*** Listed records Section Begins ***
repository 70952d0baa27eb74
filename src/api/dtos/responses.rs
use serde::Serialize;
use crate::domain::models::{event::Event, invitation::Invitation, participant::Participant};
use crate::domain::services::event_registry::{AdminEventView, PublicEventView};

/// Returned once, to the creator. The edit id is not retrievable afterwards
/// except through the admin mail.
#[derive(Serialize)]
pub struct EventCreatedResponse {
    #[serde(flatten)]
    pub event: Event,
    pub edit_id: String,
}

impl From<Event> for EventCreatedResponse {
    fn from(event: Event) -> Self {
        let edit_id = event.edit_id.clone();
        Self { event, edit_id }
    }
}

#[derive(Serialize)]
pub struct PublicEventResponse {
    #[serde(flatten)]
    pub event: Event,
    pub participant_count: usize,
    pub participants: Vec<String>,
}

impl From<PublicEventView> for PublicEventResponse {
    fn from(view: PublicEventView) -> Self {
        Self {
            event: view.event,
            participant_count: view.participant_names.len(),
            participants: view.participant_names,
        }
    }
}

#[derive(Serialize)]
pub struct AdminEventResponse {
    #[serde(flatten)]
    pub event: Event,
    pub edit_id: String,
    pub participants: Vec<Participant>,
    pub invitations: Vec<Invitation>,
}

impl From<AdminEventView> for AdminEventResponse {
    fn from(view: AdminEventView) -> Self {
        let edit_id = view.event.edit_id.clone();
        Self {
            event: view.event,
            edit_id,
            participants: view.participants,
            invitations: view.invitations,
        }
    }
}
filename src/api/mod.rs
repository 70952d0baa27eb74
pub mod dtos;
pub mod extractors;
pub mod handlers;
pub mod router;
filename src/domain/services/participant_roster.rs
use std::sync::Arc;
use tracing::info;

use crate::domain::{
    models::credential::credential_matches,
    ports::{EventRepository, ParticipantRepository},
};
use crate::error::AppError;

pub struct ParticipantRoster {
    participant_repo: Arc<dyn ParticipantRepository>,
    event_repo: Arc<dyn EventRepository>,
}

impl ParticipantRoster {
    pub fn new(participant_repo: Arc<dyn ParticipantRepository>, event_repo: Arc<dyn EventRepository>) -> Self {
        Self { participant_repo, event_repo }
    }

    /// Holding a participant id is enough to leave the event.
    pub async fn remove_self(&self, participant_id: &str) -> Result<(), AppError> {
        self.participant_repo.delete(participant_id).await?;
        info!(participant_id = %participant_id, "Participant left event");
        Ok(())
    }

    pub async fn remove_by_organizer(&self, participant_id: &str, edit_id: &str) -> Result<(), AppError> {
        let participant = self.participant_repo.find_by_id(participant_id).await?
            .ok_or_else(|| AppError::not_found("Participant"))?;
        let event = self.event_repo.find_by_id(&participant.event_id).await?
            .ok_or_else(|| AppError::not_found("Participant"))?;

        if !credential_matches(&event.edit_id, edit_id) {
            return Err(AppError::not_found("Participant"));
        }

        self.participant_repo.delete(&participant.id).await?;
        info!(event_id = %event.id, participant_id = %participant.id, "Participant removed by organizer");
        Ok(())
    }
}
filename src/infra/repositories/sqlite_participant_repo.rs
use crate::domain::{models::participant::Participant, ports::ParticipantRepository};
use crate::error::AppError;
use crate::infra::repositories::sqlite_tx::{begin_immediate, finish};
use async_trait::async_trait;
use sqlx::{SqliteConnection, SqlitePool};

pub struct SqliteParticipantRepo {
    pool: SqlitePool,
}

impl SqliteParticipantRepo {
    pub fn new(pool: SqlitePool) -> Self {
        Self { pool }
    }

    async fn delete_locked(conn: &mut SqliteConnection, id: &str) -> Result<(), AppError> {
        sqlx::query("DELETE FROM comments WHERE author_id = ?")
            .bind(id)
            .execute(&mut *conn)
            .await
            .map_err(AppError::Database)?;

        let result = sqlx::query("DELETE FROM participants WHERE id = ?")
            .bind(id)
            .execute(&mut *conn)
            .await
            .map_err(AppError::Database)?;

        if result.rows_affected() == 0 {
            return Err(AppError::not_found("Participant"));
        }
        Ok(())
    }
}

#[async_trait]
impl ParticipantRepository for SqliteParticipantRepo {
    async fn find_by_id(&self, id: &str) -> Result<Option<Participant>, AppError> {
        sqlx::query_as::<_, Participant>("SELECT * FROM participants WHERE id = ?")
            .bind(id)
            .fetch_optional(&self.pool)
            .await
            .map_err(AppError::Database)
    }

    async fn list_by_event(&self, event_id: &str) -> Result<Vec<Participant>, AppError> {
        sqlx::query_as::<_, Participant>("SELECT * FROM participants WHERE event_id = ? ORDER BY created_at ASC")
            .bind(event_id)
            .fetch_all(&self.pool)
            .await
            .map_err(AppError::Database)
    }

    async fn delete(&self, id: &str) -> Result<(), AppError> {
        let mut tx = begin_immediate(&self.pool).await?;
        let result = Self::delete_locked(&mut *tx, id).await;
        finish(tx, result).await
    }
}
*** Listed records Section Ends ***
**Instructions for the task**
Looking at the entries above, can you reproduce exactly the lines from the one that holds "impl From<Event> for" through the one that holds "filename src/api/mod.rs", and only those?

**Solution to the exercise**
impl From<Event> for EventCreatedResponse {
    fn from(event: Event) -> Self {
        let edit_id = event.edit_id.clone();
        Self { event, edit_id }
    }
}

#[derive(Serialize)]
pub struct PublicEventResponse {
    #[serde(flatten)]
    pub event: Event,
    pub participant_count: usize,
    pub participants: Vec<String>,
}

impl From<PublicEventView> for PublicEventResponse {
    fn from(view: PublicEventView) -> Self {
        Self {
            event: view.event,
            participant_count: view.participant_names.len(),
            participants: view.participant_names,
        }
    }
}

#[derive(Serialize)]
pub struct AdminEventResponse {
    #[serde(flatten)]
    pub event: Event,
    pub edit_id: String,
    pub participants: Vec<Participant>,
    pub invitations: Vec<Invitation>,
}

impl From<AdminEventView> for AdminEventResponse {
    fn from(view: AdminEventView) -> Self {
        let edit_id = view.event.edit_id.clone();
        Self {
            event: view.event,
            edit_id,
            participants: view.participants,
            invitations: view.invitations,
        }
    }
}
filename src/api/mod.rs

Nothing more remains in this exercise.